> Work to be completed
Your job is to copy every line in the material containing the word "Some".

> Provided data
//! Outbound response envelope.

use serde::{Deserialize, Serialize};

/// Permission scope for reading a device's country and postal code.
pub const POSTAL_CODE_PERMISSION: &str = "read::alexa:device:all:address:country_and_postal_code";

#[derive(Debug, Clone, PartialEq, Serialize, Deserialize)]
pub struct SkillResponse {
    pub version: String,
    pub response: ResponseBody,
}

#[derive(Debug, Clone, Default, PartialEq, Serialize, Deserialize)]
#[serde(rename_all = "camelCase")]
pub struct ResponseBody {
    #[serde(skip_serializing_if = "Option::is_none")]
    pub output_speech: Option<OutputSpeech>,
    #[serde(skip_serializing_if = "Option::is_none")]
    pub reprompt: Option<Reprompt>,
    #[serde(skip_serializing_if = "Option::is_none")]
    pub card: Option<Card>,
    #[serde(skip_serializing_if = "Option::is_none")]
    pub should_end_session: Option<bool>,
}

#[derive(Debug, Clone, PartialEq, Serialize, Deserialize)]
pub struct OutputSpeech {
    #[serde(rename = "type")]
    pub kind: String,
    pub text: String,
}

impl OutputSpeech {
    fn plain(text: impl Into<String>) -> Self {
        Self { kind: "PlainText".to_string(), text: text.into() }
    }
}

#[derive(Debug, Clone, PartialEq, Serialize, Deserialize)]
#[serde(rename_all = "camelCase")]
pub struct Reprompt {
    pub output_speech: OutputSpeech,
}

#[derive(Debug, Clone, PartialEq, Serialize, Deserialize)]
#[serde(tag = "type")]
pub enum Card {
    LinkAccount,
    AskForPermissionsConsent { permissions: Vec<String> },
}

impl SkillResponse {
    fn with_body(response: ResponseBody) -> Self {
        Self { version: "1.0".to_string(), response }
    }

    /// Speak and keep the session open for an answer.
    pub fn ask(speech: impl Into<String>, reprompt: impl Into<String>) -> Self {
        Self::with_body(ResponseBody {
            output_speech: Some(OutputSpeech::plain(speech)),
            reprompt: Some(Reprompt { output_speech: OutputSpeech::plain(reprompt) }),
            should_end_session: Some(false),
            ..Default::default()
        })
    }

    /// Speak and end the session.
    pub fn tell(speech: impl Into<String>) -> Self {
        Self::with_body(ResponseBody {
            output_speech: Some(OutputSpeech::plain(speech)),
            should_end_session: Some(true),
            ..Default::default()
        })
    }

    pub fn tell_with_link_account(speech: impl Into<String>) -> Self {
        let mut response = Self::tell(speech);
        response.response.card = Some(Card::LinkAccount);
        response
    }

    pub fn tell_with_permissions(speech: impl Into<String>, permissions: &[&str]) -> Self {
        let mut response = Self::tell(speech);
        response.response.card = Some(Card::AskForPermissionsConsent {
            permissions: permissions.iter().map(|p| p.to_string()).collect(),
        });
        response
    }

    /// Acknowledgement for requests that must not produce speech.
    pub fn empty() -> Self {
        Self::with_body(ResponseBody::default())
    }

    pub fn speech(&self) -> Option<&str> {
        self.response.output_speech.as_ref().map(|s| s.text.as_str())
    }

    pub fn reprompt(&self) -> Option<&str> {
        self.response.reprompt.as_ref().map(|r| r.output_speech.text.as_str())
    }

    pub fn ends_session(&self) -> bool {
        self.response.should_end_session.unwrap_or(true)
    }

    pub fn card(&self) -> Option<&Card> {
        self.response.card.as_ref()
    }
}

> Answer space
            output_speech: Some(OutputSpeech::plain(speech)),
            reprompt: Some(Reprompt { output_speech: OutputSpeech::plain(reprompt) }),
            should_end_session: Some(false),
            output_speech: Some(OutputSpeech::plain(speech)),
            should_end_session: Some(true),
        response.response.card = Some(Card::LinkAccount);
        response.response.card = Some(Card::AskForPermissionsConsent {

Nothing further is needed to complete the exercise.